[Saved entries]
//! Results of a stored procedure call.

use mssql_types::SqlValue;

use crate::error::{Error, Result};
use crate::result::ResultSet;
use crate::scan::ScanTarget;

/// A decoded output parameter.
#[derive(Debug, Clone, PartialEq)]
pub struct OutputParam {
    /// Parameter name as the server reported it.
    pub name: String,
    /// Returned value.
    pub value: SqlValue,
}

/// Result sets, return status and output parameters of one procedure call.
///
/// No result set is selected until [`next_result`](Self::next_result) or
/// any of the row helpers is called; those select the first one lazily.
#[derive(Debug, Clone, PartialEq)]
pub struct SpResult {
    results: Vec<ResultSet>,
    status: i32,
    output_params: Vec<OutputParam>,
    current: Option<usize>,
}

impl Default for SpResult {
    fn default() -> Self {
        Self::new(Vec::new(), -1, Vec::new())
    }
}

impl SpResult {
    /// Assemble a procedure result.
    #[must_use]
    pub fn new(results: Vec<ResultSet>, status: i32, output_params: Vec<OutputParam>) -> Self {
        Self {
            results,
            status,
            output_params,
            current: None,
        }
    }

    /// Procedure return status, `-1` when none was returned.
    #[must_use]
    pub fn status(&self) -> i32 {
        self.status
    }

    /// Whether the call produced any result set.
    #[must_use]
    pub fn has_results(&self) -> bool {
        !self.results.is_empty()
    }

    /// Number of result sets.
    #[must_use]
    pub fn results_count(&self) -> usize {
        self.results.len()
    }

    /// All result sets.
    #[must_use]
    pub fn results(&self) -> &[ResultSet] {
        &self.results
    }

    /// Whether any output parameter was returned.
    #[must_use]
    pub fn has_output_params(&self) -> bool {
        !self.output_params.is_empty()
    }

    /// Output parameters in the order the server returned them.
    #[must_use]
    pub fn output_params(&self) -> &[OutputParam] {
        &self.output_params
    }

    /// Value of the output parameter called `name`, with or without the
    /// leading `@`.
    #[must_use]
    pub fn output(&self, name: &str) -> Option<&SqlValue> {
        let name = name.trim_start_matches('@');
        self.output_params
            .iter()
            .find(|p| p.name.trim_start_matches('@') == name)
            .map(|p| &p.value)
    }

    /// Select the next result set. Returns `false` when there is none.
    pub fn next_result(&mut self) -> bool {
        let next = self.current.map_or(0, |c| c + 1);
        if next >= self.results.len() {
            return false;
        }
        self.current = Some(next);
        true
    }

    /// The selected result set, selecting the first one if none is.
    pub fn result(&mut self) -> Option<&mut ResultSet> {
        if self.current.is_none() {
            self.next_result();
        }
        self.current.and_then(|c| self.results.get_mut(c))
    }

    /// Move the cursor of the selected result set.
    #[allow(clippy::should_implement_trait)]
    pub fn next(&mut self) -> bool {
        self.result().is_some_and(ResultSet::next)
    }

    /// Whether the selected result set has another row.
    pub fn has_next(&mut self) -> bool {
        self.result().is_some_and(|rs| rs.has_next())
    }

    /// Scan the current row of the selected result set, moving to its first
    /// row if the cursor has not moved yet.
    pub fn scan(&mut self, dest: &mut [&mut dyn ScanTarget]) -> Result<()> {
        self.positioned()?.scan(dest)
    }

    /// [`scan`](Self::scan) with a check on the number of assigned values.
    pub fn must_scan(&mut self, expected: usize, dest: &mut [&mut dyn ScanTarget]) -> Result<()> {
        self.positioned()?.must_scan(expected, dest)
    }

    /// Copy output parameter values into `dest` in order.
    pub fn param_scan(&self, dest: &mut [&mut dyn ScanTarget]) -> Result<()> {
        if dest.len() > self.output_params.len() {
            return Err(Error::TooManyDestinations {
                destinations: dest.len(),
                columns: self.output_params.len(),
            });
        }
        for (target, param) in dest.iter_mut().zip(&self.output_params) {
            target.assign(&param.value)?;
        }
        Ok(())
    }

    fn positioned(&mut self) -> Result<&mut ResultSet> {
        let rs = self.result().ok_or(Error::NoResult)?;
        if rs.current_row().is_none() {
            rs.next();
        }
        Ok(rs)
    }
}

#[cfg(test)]
#[allow(clippy::unwrap_used)]
mod tests {
    use mssql_types::WireType;

    use super::*;
    use crate::result::Column;

    fn single(value: i32) -> ResultSet {
        let mut rs = ResultSet::new(vec![Column::new("n", 4, WireType::Int)]);
        rs.push_row(vec![SqlValue::Int(value)]);
        rs
    }

    #[test]
    fn test_default_has_no_status() {
        let mut sp = SpResult::default();
        assert_eq!(sp.status(), -1);
        assert!(!sp.has_results());
        assert!(sp.result().is_none());
        let mut n = 0i32;
        assert!(matches!(sp.scan(&mut [&mut n]), Err(Error::NoResult)));
    }

    #[test]
    fn test_scan_selects_first_result_and_row() {
        let mut sp = SpResult::new(vec![single(1), single(2)], 0, Vec::new());
        let mut n = 0i32;
        sp.scan(&mut [&mut n]).unwrap();
        assert_eq!(n, 1);
        assert!(!sp.next());

        assert!(sp.next_result());
        sp.must_scan(1, &mut [&mut n]).unwrap();
        assert_eq!(n, 2);
        assert!(!sp.next_result());
        assert_eq!(sp.results_count(), 2);
    }

    #[test]
    fn test_param_scan() {
        let sp = SpResult::new(
            Vec::new(),
            0,
            vec![
                OutputParam {
                    name: "@total".into(),
                    value: SqlValue::BigInt(12),
                },
                OutputParam {
                    name: "@label".into(),
                    value: SqlValue::Null,
                },
            ],
        );
        let mut total = 0i64;
        let mut label = Some(String::new());
        sp.param_scan(&mut [&mut total, &mut label]).unwrap();
        assert_eq!(total, 12);
        assert_eq!(label, None);
        assert_eq!(sp.output("total"), Some(&SqlValue::BigInt(12)));

        let (mut a, mut b, mut c) = (0i64, 0i64, 0i64);
        assert!(matches!(
            sp.param_scan(&mut [&mut a, &mut b, &mut c]),
            Err(Error::TooManyDestinations { .. })
        ));
    }
}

## WHAT YOU HAVE TO DO
Make a copy of each line in the records above that has the word "TooManyDestinations".

## EXERCISE RESULT
            return Err(Error::TooManyDestinations {
            Err(Error::TooManyDestinations { .. })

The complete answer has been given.